» **PROBLEM STATEMENT**
Only one stretch of the listing below is wanted. Give it again exactly, from the line with "the health surface" through the line with "its stored metadata.".

» **DATA UNDER STUDY**
============

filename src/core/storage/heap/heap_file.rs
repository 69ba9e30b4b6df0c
use log::{debug, warn};
use std::path::Path;
use std::sync::Arc;

use crate::core::common::error::OxibaseError;
use crate::core::common::types::{FileId, PageNum, Rid, SlotNum};
use crate::core::config::Config;
use crate::core::storage::heap::record_page::{RecordPage, MAX_RECORD_LEN};
use crate::core::storage::pf::{PageData, PagedFileManager, ReplacementPolicy};

/// Heap files: unordered variable-length records over paged files,
/// addressed by stable [`Rid`]s.
///
/// Every page of a heap file is a [`RecordPage`]. Records never move
/// once inserted; deletion tombstones the slot and later inserts may
/// reuse it, so a rid is valid exactly as long as its record lives.
pub struct HeapFileManager {
    pf: PagedFileManager,
}

impl HeapFileManager {
    pub fn new(config: &Config) -> Self {
        HeapFileManager { pf: PagedFileManager::new(config) }
    }

    pub fn with_capacity(frames: usize, policy: ReplacementPolicy) -> Self {
        HeapFileManager { pf: PagedFileManager::with_capacity(frames, policy) }
    }

    /// The underlying paged-file layer, for statistics and policy.
    pub fn paged_files(&self) -> &PagedFileManager {
        &self.pf
    }

    pub fn paged_files_mut(&mut self) -> &mut PagedFileManager {
        &mut self.pf
    }

    pub fn create_file(&self, path: &Path) -> Result<(), OxibaseError> {
        self.pf.create_file(path)
    }

    pub fn destroy_file(&self, path: &Path) -> Result<(), OxibaseError> {
        self.pf.destroy_file(path)
    }

    pub fn open_file(&mut self, path: &Path) -> Result<FileId, OxibaseError> {
        self.pf.open_file(path)
    }

    pub fn close_file(&mut self, fd: FileId) -> Result<(), OxibaseError> {
        self.pf.close_file(fd)
    }

    /// Inserts a record into the first page with room, in file order,
    /// extending the file when none has any. Returns the record's rid.
    pub fn insert_record(&mut self, fd: FileId, data: &[u8]) -> Result<Rid, OxibaseError> {
        if data.len() > MAX_RECORD_LEN {
            return Err(OxibaseError::RecordTooLarge { len: data.len(), max: MAX_RECORD_LEN });
        }

        let mut next = self.pf.get_first_page(fd)?;
        let (page, handle) = loop {
            match next {
                Some((page, handle)) => {
                    let fits = RecordPage::can_hold(&handle.read().unwrap(), data.len());
                    if fits {
                        break (page, handle);
                    }
                    self.pf.unfix_page(fd, page, false)?;
                    next = self.pf.get_next_page(fd)?;
                }
                None => {
                    let (page, handle) = self.pf.alloc_page(fd)?;
                    RecordPage::init(&mut handle.write().unwrap());
                    debug!("file {fd}: started record page {page}");
                    break (page, handle);
                }
            }
        };

        let slot = {
            let mut buf = handle.write().unwrap();
            RecordPage::insert(&mut buf, data).ok_or_else(|| {
                OxibaseError::Internal(format!("page {page} reported room it does not have"))
            })?
        };
        self.pf.unfix_page(fd, page, true)?;
        Ok(Rid::new(page, slot))
    }

    /// Copies out the record at `rid`.
    pub fn get_record(&mut self, fd: FileId, rid: Rid) -> Result<Vec<u8>, OxibaseError> {
        let handle = self.pin_rid_page(fd, rid)?;
        let result = {
            let buf = handle.read().unwrap();
            match RecordPage::slot(&buf, rid.slot) {
                None => Err(OxibaseError::InvalidRid(rid)),
                Some(slot) if slot.is_tombstone() => Err(OxibaseError::NoRecord(rid)),
                Some(slot) => RecordPage::record(&buf, slot).map(<[u8]>::to_vec),
            }
        };
        self.pf.unfix_page(fd, rid.page, false)?;
        result
    }

    /// Deletes the record at `rid`, tombstoning its slot. The body bytes
    /// are not reclaimed; the slot becomes reusable by later inserts.
    pub fn delete_record(&mut self, fd: FileId, rid: Rid) -> Result<(), OxibaseError> {
        let handle = self.pin_rid_page(fd, rid)?;
        let result = {
            let mut buf = handle.write().unwrap();
            match RecordPage::slot(&buf, rid.slot) {
                None => Err(OxibaseError::InvalidRid(rid)),
                Some(slot) if slot.is_tombstone() => Err(OxibaseError::NoRecord(rid)),
                Some(_) => {
                    RecordPage::delete(&mut buf, rid.slot);
                    Ok(())
                }
            }
        };
        self.pf.unfix_page(fd, rid.page, result.is_ok())?;
        result
    }

    /// Starts a scan over every live record of the file. The scan
    /// borrows the manager, so the file cannot be mutated underneath it.
    pub fn scan(&mut self, fd: FileId) -> HeapScan<'_> {
        HeapScan { mgr: self, fd, started: false, page: None, next_slot: SlotNum(0) }
    }

    fn pin_rid_page(&mut self, fd: FileId, rid: Rid) -> Result<PageData, OxibaseError> {
        match self.pf.get_this_page(fd, rid.page) {
            Err(OxibaseError::InvalidPage { .. }) => Err(OxibaseError::InvalidRid(rid)),
            other => other,
        }
    }
}

/// Cursor over the live records of one heap file.
///
/// Holds at most one pinned page between calls. [`HeapScan::close`]
/// releases it; dropping the scan releases it best-effort.
pub struct HeapScan<'a> {
    mgr: &'a mut HeapFileManager,
    fd: FileId,
    started: bool,
    page: Option<(PageNum, PageData)>,
    next_slot: SlotNum,
}

impl HeapScan<'_> {
    /// Returns the next live record and its rid, or `None` at end of
    /// file.
    pub fn next_record(&mut self) -> Result<Option<(Rid, Vec<u8>)>, OxibaseError> {
        loop {
            let (page, handle) = match &self.page {
                Some((page, handle)) => (*page, Arc::clone(handle)),
                None => {
                    let next = if self.started {
                        self.mgr.pf.get_next_page(self.fd)?
                    } else {
                        self.started = true;
                        self.mgr.pf.get_first_page(self.fd)?
                    };
                    match next {
                        Some((page, handle)) => {
                            self.page = Some((page, Arc::clone(&handle)));
                            self.next_slot = SlotNum(0);
                            (page, handle)
                        }
                        None => return Ok(None),
                    }
                }
            };

            let found = {
                let buf = handle.read().unwrap();
                let num_slots = RecordPage::num_slots(&buf);
                let mut hit = None;
                while self.next_slot.0 < num_slots {
                    let at = self.next_slot;
                    // Advance before returning so the next call resumes
                    // past this slot.
                    self.next_slot = SlotNum(at.0 + 1);
                    if let Some(slot) = RecordPage::slot(&buf, at) {
                        if !slot.is_tombstone() {
                            hit = Some((at, RecordPage::record(&buf, slot)?.to_vec()));
                            break;
                        }
                    }
                }
                hit
            };

            match found {
                Some((slot, bytes)) => return Ok(Some((Rid::new(page, slot), bytes))),
                None => {
                    self.page = None;
                    self.mgr.pf.unfix_page(self.fd, page, false)?;
                }
            }
        }
    }

    /// Releases the held page, if any, and ends the scan.
    pub fn close(mut self) -> Result<(), OxibaseError> {
        self.release()
    }

    fn release(&mut self) -> Result<(), OxibaseError> {
        if let Some((page, _)) = self.page.take() {
            self.mgr.pf.unfix_page(self.fd, page, false)?;
        }
        Ok(())
    }
}

impl Drop for HeapScan<'_> {
    fn drop(&mut self) {
        if self.release().is_err() {
            warn!("failed to release scan page of file {}", self.fd);
        }
    }
}
use std::fmt;
use std::path::Path;

/// Maximum length of the filename stem in characters (extension excluded)
pub const MAX_STEM_CHARS: usize = 100;

/// Filename used when sanitization leaves nothing usable
const FALLBACK_NAME: &str = "file";

/// A client-supplied filename made safe for URL path segments and HTTP headers.
///
/// Path components are stripped, control characters and shell/header
/// metacharacters are mapped to `_`, the stem is capped at [`MAX_STEM_CHARS`]
/// characters and the original extension is preserved.
#[derive(Debug, Clone, PartialEq, Eq)]
pub struct SanitizedName(String);

impl SanitizedName {
    pub fn new(filename: &str) -> Self {
        // Keep only the filename component, drop any path
        let name = Path::new(filename)
            .file_name()
            .and_then(|n| n.to_str())
            .unwrap_or("");

        if filename.contains("..") || filename.contains('/') || filename.contains('\\') {
            tracing::warn!("Path components in client filename: {}", filename);
        }

        let cleaned: String = name
            .chars()
            .map(|c| {
                if c.is_control()
                    || c == '/'
                    || c == '\\'
                    || c == ':'
                    || c == '*'
                    || c == '?'
                    || c == '"'
                    || c == '\''
                    || c == '`'
                    || c == '<'
                    || c == '>'
                    || c == '|'
                    || c == ';'
                {
                    '_'
                } else {
                    c
                }
            })
            .collect();
        let cleaned = cleaned.trim();

        let (stem, extension) = match Path::new(cleaned).extension().and_then(|e| e.to_str()) {
            Some(ext) if !ext.is_empty() => {
                let stem_len = cleaned.len() - ext.len() - 1;
                (&cleaned[..stem_len], Some(ext))
            }
            _ => (cleaned, None),
        };

        let mut capped: String = stem.trim().chars().take(MAX_STEM_CHARS).collect();
        if capped.is_empty() {
            capped = FALLBACK_NAME.to_string();
        }

        match extension {
            Some(ext) => Self(format!("{}.{}", capped, ext)),
            None => Self(capped),
        }
    }

    pub fn as_str(&self) -> &str {
        &self.0
    }

    pub fn into_inner(self) -> String {
        self.0
    }
}

impl fmt::Display for SanitizedName {
    fn fmt(&self, f: &mut fmt::Formatter<'_>) -> fmt::Result {
        f.write_str(&self.0)
    }
}

impl AsRef<str> for SanitizedName {
    fn as_ref(&self) -> &str {
        &self.0
    }
}
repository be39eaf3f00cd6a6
pub mod format;
pub mod validation;
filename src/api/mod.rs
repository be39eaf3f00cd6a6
pub mod error;
pub mod handlers;
pub mod middleware;
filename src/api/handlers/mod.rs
pub mod health;
pub mod relay;
pub mod upload;
use std::path::Path;

use async_trait::async_trait;
use reqwest::{Client, StatusCode};
use serde::Deserialize;
use tokio_util::io::ReaderStream;
use tracing::debug;

use crate::services::storage::{ChannelCaps, ChannelUpload, StoreError, UploadChannel};

/// Richer upload channel: a companion MTProto bridge reached over HTTP.
///
/// The bridge logs in with a user session and accepts whole objects far above
/// the Bot API write ceiling. It is optional; when unconfigured the
/// coordinator never sees it. Downloads still resolve through the bot side.
pub struct TelegramClientGateway {
    client: Client,
    base_url: String,
    token: Option<String>,
    max_object_size: u64,
}

#[derive(Deserialize)]
struct BridgeReply {
    ok: bool,
    message_id: Option<i64>,
    file_id: Option<String>,
    description: Option<String>,
}

impl TelegramClientGateway {
    pub fn new(
        client: Client,
        base_url: String,
        token: Option<String>,
        max_object_size: u64,
    ) -> Self {
        Self {
            client,
            base_url: base_url.trim_end_matches('/').to_string(),
            token,
            max_object_size,
        }
    }
}

#[async_trait]
impl UploadChannel for TelegramClientGateway {
    fn label(&self) -> &'static str {
        "client"
    }

    fn caps(&self) -> ChannelCaps {
        ChannelCaps {
            max_object_size: self.max_object_size,
            supports_range_get: false,
        }
    }

    async fn put(
        &self,
        source: &Path,
        file_name: &str,
        caption: &str,
        destination: &str,
    ) -> Result<ChannelUpload, StoreError> {
        let file = tokio::fs::File::open(source)
            .await
            .map_err(|e| StoreError::Transfer(format!("open staged file: {}", e)))?;
        let len = file
            .metadata()
            .await
            .map_err(|e| StoreError::Transfer(format!("stat staged file: {}", e)))?
            .len();

        debug!("📦 bridge upload: {} ({} bytes)", file_name, len);

        let body = reqwest::Body::wrap_stream(ReaderStream::new(file));
        let part = reqwest::multipart::Part::stream_with_length(body, len)
            .file_name(file_name.to_string())
            .mime_str(mime::APPLICATION_OCTET_STREAM.as_ref())
            .map_err(|e| StoreError::Transfer(format!("build upload part: {}", e)))?;
        let form = reqwest::multipart::Form::new()
            .text("chat_id", destination.to_string())
            .text("caption", caption.to_string())
            .part("file", part);

        let mut request = self
            .client
            .post(format!("{}/upload", self.base_url))
            .multipart(form);
        if let Some(token) = &self.token {
            request = request.bearer_auth(token);
        }

        let response = request
            .send()
            .await
            .map_err(|e| StoreError::ChannelUnavailable(format!("bridge upload: {}", e)))?;

        let status = response.status();
        if status == StatusCode::PAYLOAD_TOO_LARGE {
            return Err(StoreError::SizeExceeded(
                "bridge rejected the payload".to_string(),
            ));
        }

        let reply: BridgeReply = response
            .json()
            .await
            .map_err(|e| StoreError::Transfer(format!("bridge reply: {}", e)))?;

        if !reply.ok {
            let description = reply
                .description
                .unwrap_or_else(|| "no description".to_string());
            return if status.is_server_error() {
                Err(StoreError::ChannelUnavailable(description))
            } else {
                Err(StoreError::Transfer(description))
            };
        }

        match (reply.file_id, reply.message_id) {
            (Some(file_id), Some(message_id)) => Ok(ChannelUpload::Client {
                file_id,
                message_id,
            }),
            _ => Err(StoreError::Transfer(
                "bridge answered ok without a file id".to_string(),
            )),
        }
    }
}
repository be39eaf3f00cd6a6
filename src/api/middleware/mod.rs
pub mod request_id;
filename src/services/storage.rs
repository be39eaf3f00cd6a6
use std::fmt;
use std::path::Path;

use async_trait::async_trait;
use bytes::Bytes;
use futures::stream::BoxStream;
use thiserror::Error;

/// Byte stream handed between the store client and HTTP bodies
pub type ByteStream = BoxStream<'static, std::io::Result<Bytes>>;

#[derive(Error, Debug)]
pub enum StoreError {
    #[error("object exceeds the channel write ceiling: {0}")]
    SizeExceeded(String),

    #[error("upload channel unavailable: {0}")]
    ChannelUnavailable(String),

    #[error("object not found: {0}")]
    NotFound(String),

    #[error("range not satisfiable upstream")]
    RangeRejected,

    #[error("transfer failed: {0}")]
    Transfer(String),
}

/// Capability flags advertised by an upload channel
#[derive(Debug, Clone, Copy)]
pub struct ChannelCaps {
    /// Largest payload the channel accepts in one write
    pub max_object_size: u64,
    /// Whether objects written through this channel can be range-fetched back
    pub supports_range_get: bool,
}

/// Raw per-channel write result. The bot and client APIs shape their success
/// payloads differently; both collapse to [`StoredObject`] at this boundary.
#[derive(Debug, Clone)]
pub enum ChannelUpload {
    Bot { file_id: String, message_id: i64 },
    Client { file_id: String, message_id: i64 },
}

impl ChannelUpload {
    pub fn into_stored(self) -> StoredObject {
        match self {
            ChannelUpload::Bot {
                file_id,
                message_id,
            }
            | ChannelUpload::Client {
                file_id,
                message_id,
            } => StoredObject {
                file_id,
                message_id,
            },
        }
    }
}

/// Canonical result of one successful backing-store write
#[derive(Debug, Clone)]
pub struct StoredObject {
    pub file_id: String,
    pub message_id: i64,
}

/// Logical reference to a stored file: either one object, or the ordered
/// chunk objects a split upload was written as.
#[derive(Debug, Clone, PartialEq, Eq)]
pub enum FileHandle {
    Single(String),
    Chunked(Vec<String>),
}

impl FileHandle {
    /// Parse the external text form (chunk ids joined by `,`)
    pub fn parse(raw: &str) -> Result<Self, StoreError> {
        let ids: Vec<String> = raw
            .split(',')
            .map(str::trim)
            .filter(|id| !id.is_empty())
            .map(str::to_string)
            .collect();

        if ids.is_empty() {
            return Err(StoreError::NotFound("empty file id".to_string()));
        }
        Self::from_ids(ids)
    }

    pub fn from_ids(mut ids: Vec<String>) -> Result<Self, StoreError> {
        match ids.len() {
            0 => Err(StoreError::NotFound("no objects recorded".to_string())),
            1 => Ok(FileHandle::Single(ids.remove(0))),
            _ => Ok(FileHandle::Chunked(ids)),
        }
    }

    pub fn is_chunked(&self) -> bool {
        matches!(self, FileHandle::Chunked(_))
    }

    pub fn into_ids(self) -> Vec<String> {
        match self {
            FileHandle::Single(id) => vec![id],
            FileHandle::Chunked(ids) => ids,
        }
    }
}

impl fmt::Display for FileHandle {
    fn fmt(&self, f: &mut fmt::Formatter<'_>) -> fmt::Result {
        match self {
            FileHandle::Single(id) => f.write_str(id),
            FileHandle::Chunked(ids) => f.write_str(&ids.join(",")),
        }
    }
}

/// Write side of the backing store
#[async_trait]
pub trait UploadChannel: Send + Sync {
    /// Short name used in logs and the health surface
    fn label(&self) -> &'static str;

    fn caps(&self) -> ChannelCaps;

    /// Write one object from a local file; the caption travels with the
    /// object as its stored metadata.
    async fn put(
        &self,
        source: &Path,
        file_name: &str,
        caption: &str,
        destination: &str,
    ) -> Result<ChannelUpload, StoreError>;
}

/// Physical location of one stored object, resolved shortly before fetch
#[derive(Debug, Clone)]
pub struct ObjectLocator {
    pub url: String,
    pub size: Option<u64>,
}

/// One upstream fetch: status knowledge plus a bounded-memory byte stream
pub struct ObjectDownload {
    /// Upstream answered with partial content
    pub partial: bool,
    /// Upstream Content-Range, passed through verbatim when partial
    pub content_range: Option<String>,
    pub content_length: Option<u64>,
    pub stream: ByteStream,
}

/// Read side of the backing store
#[async_trait]
pub trait ObjectStore: Send + Sync {
    /// Metadata lookup turning an object id into a fetchable locator
    async fn resolve(&self, object_id: &str) -> Result<ObjectLocator, StoreError>;

    /// Fetch the object, optionally with a byte range. A store may answer a
    /// range request with the full object; callers inspect `partial`.
    async fn fetch(
        &self,
        locator: &ObjectLocator,
        range: Option<&str>,
    ) -> Result<ObjectDownload, StoreError>;
}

============

» **OUTPUT OF THE TASK**
    /// Short name used in logs and the health surface
    fn label(&self) -> &'static str;

    fn caps(&self) -> ChannelCaps;

    /// Write one object from a local file; the caption travels with the
    /// object as its stored metadata.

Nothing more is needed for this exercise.